From this position the patient is asked to flex the neck (‘chin to chest’) and then straighten the leg on the unaffected side first (Fig. 13.14B). In each case the examiner places overpressure on the area and assesses the result. The athlete is then asked to dorsiflex the ankle (‘pull your toes up’). Neck flexion is slowly released, and the response monitored. The opposite leg is then tested. A normal test result is one where there is a pain-free lack of knee extension by about 30° and slight central pain over T9/10 (Maitland, 1986).
Three mechanical conditions are recognized in the lower back: the postural syndrome, dysfunction and derangement (McKenzie, 1981).
The postural syndrome occurs when certain postures or body positions place pain sensitive soft tissues around the lumbar spine under prolonged stress. Pain is intermittent, and only occurs when the particular posture is taken up, and ceases when the offending posture is changed. This can be frustrating for the patient because they can find nothing wrong. There is no deformity, vigorous activity is frequently painless as the stresses it imposes on the tissues are continually changing. The fault usually lies with poor sitting posture which places the lumbar spine in flexion. After sport, the patient is warm and relaxed and so sits in a slumped position, perhaps in the bar after a game of squash. Discomfort occurs after some time and this gradually changes to pain. The patient often has the idea that sport makes the pain worse, but this is not the case. The poor sitting posture used when relaxing after sport is the true problem.

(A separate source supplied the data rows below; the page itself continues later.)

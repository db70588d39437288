//! Catalog fixtures and manifest bodies

use media_dl::types::{AudioTrait, CollectionKind};
use media_dl::{Account, Collection, CollectionRef, Item};

/// Catalog manifest topping out at CD-adjacent quality
pub const CATALOG_MANIFEST: &str = "#EXTM3U\n\
    #EXT-X-STREAM-INF:BANDWIDTH=1500000,AVERAGE-BANDWIDTH=1400000,CODECS=\"alac\",AUDIO=\"audio-alac-stereo-48000-16\"\n\
    alac/48.m3u8\n\
    #EXT-X-STREAM-INF:BANDWIDTH=256000,AVERAGE-BANDWIDTH=250000,CODECS=\"mp4a.40.2\",AUDIO=\"audio-stereo-256\"\n\
    aac/256.m3u8\n";

/// Device manifest that also carries a Hi-Res variant
pub const HIRES_MANIFEST: &str = "#EXTM3U\n\
    #EXT-X-STREAM-INF:BANDWIDTH=9000000,AVERAGE-BANDWIDTH=8500000,CODECS=\"alac\",AUDIO=\"audio-alac-stereo-192000-24\"\n\
    alac/192.m3u8\n\
    #EXT-X-STREAM-INF:BANDWIDTH=1500000,AVERAGE-BANDWIDTH=1400000,CODECS=\"alac\",AUDIO=\"audio-alac-stereo-48000-16\"\n\
    alac/48.m3u8\n";

/// Device manifest carrying a spatial variant the catalog manifest lacks
pub const SPATIAL_MANIFEST: &str = "#EXTM3U\n\
    #EXT-X-STREAM-INF:BANDWIDTH=2800000,AVERAGE-BANDWIDTH=2768000,CODECS=\"ec-3\",AUDIO=\"audio-atmos-2768\"\n\
    atmos/2768.m3u8\n\
    #EXT-X-STREAM-INF:BANDWIDTH=1500000,AVERAGE-BANDWIDTH=1400000,CODECS=\"alac\",AUDIO=\"audio-alac-stereo-48000-16\"\n\
    alac/48.m3u8\n";

/// Account with a media token on `storefront`
pub fn account(name: &str, storefront: &str) -> Account {
    Account {
        id: name.to_lowercase(),
        name: name.to_string(),
        storefront: storefront.to_string(),
        authorization_token: format!("token-{name}"),
        media_user_token: Some(format!("media-{name}")),
        device_endpoint: None,
    }
}

/// Album `id` with `tracks` lossless items named `Track N`
pub fn album(id: &str, tracks: usize) -> Collection {
    Collection {
        id: id.to_string(),
        kind: CollectionKind::Album,
        name: format!("Album {id}"),
        artist_name: "Pipeline Artist".into(),
        release_date: Some("2021-06-04".into()),
        items: (1..=tracks)
            .map(|n| Item {
                id: format!("{id}{n:02}"),
                ordinal: n,
                name: format!("Track {n}"),
                artist_name: "Pipeline Artist".into(),
                traits: vec![AudioTrait::Lossless, AudioTrait::HiResLossless],
                disc_number: 1,
                track_number: n as u32,
                ..Default::default()
            })
            .collect(),
        ..Default::default()
    }
}

/// Reference to album `id` on the US storefront
pub fn album_ref(id: &str) -> CollectionRef {
    CollectionRef {
        kind: CollectionKind::Album,
        id: id.to_string(),
        storefront: "us".into(),
    }
}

With the postural syndrome, pain occurs through tension on pain-sensitive soft tissues in the back. Particular body positions cause pain, and when these are released the pain subsides.
Pain may also occur in sport from extreme positions. Hyperflexion when lifting a weight from the ground or performing stretching exercises, hyperextension when pressing a weight overhead, or performing a back walkover in gymnastics are common examples.
The most important part of management with the postural syndrome is patient education. To this end, the slouch-overcorrect procedure for correcting sitting posture is useful (McKenzie, 1981). The patient sits on a stool, and is allowed to slouch into an incorrect sitting posture for some time until back pain ensues. He or she is then taught a position of maximum lordosis, and learns how to change rapidly and at will, from the incorrect slouch to this overcorrect maximum lordosis. Once the patient has seen the relationship between poor sitting posture and pain, he or she is taught a correct sitting posture mid-way between the two extreme movement ranges. The use of a lumbar pad or roll is helpful to maintain the lordosis in sitting.
Where hyperflexion or hyperextension is the cause of postural pain, video is particularly useful in enabling athletes to appreciate the strain they are placing on the lumbar spine. Re-education of movement and skill training, with emphasis on the position of the spine and hips, are helped by video playback. Body landmarks over the pelvis and spine are marked first using white adhesive dots. Biofeedback is also useful, especially when trying to correct hyperflexion. In its simplest form, strips of prestretched elastic tape are placed at either side of the lumbar spine. When the athlete flexes, the tape ‘drags’ on the skin and acts as a reminder to avoid the flexed position.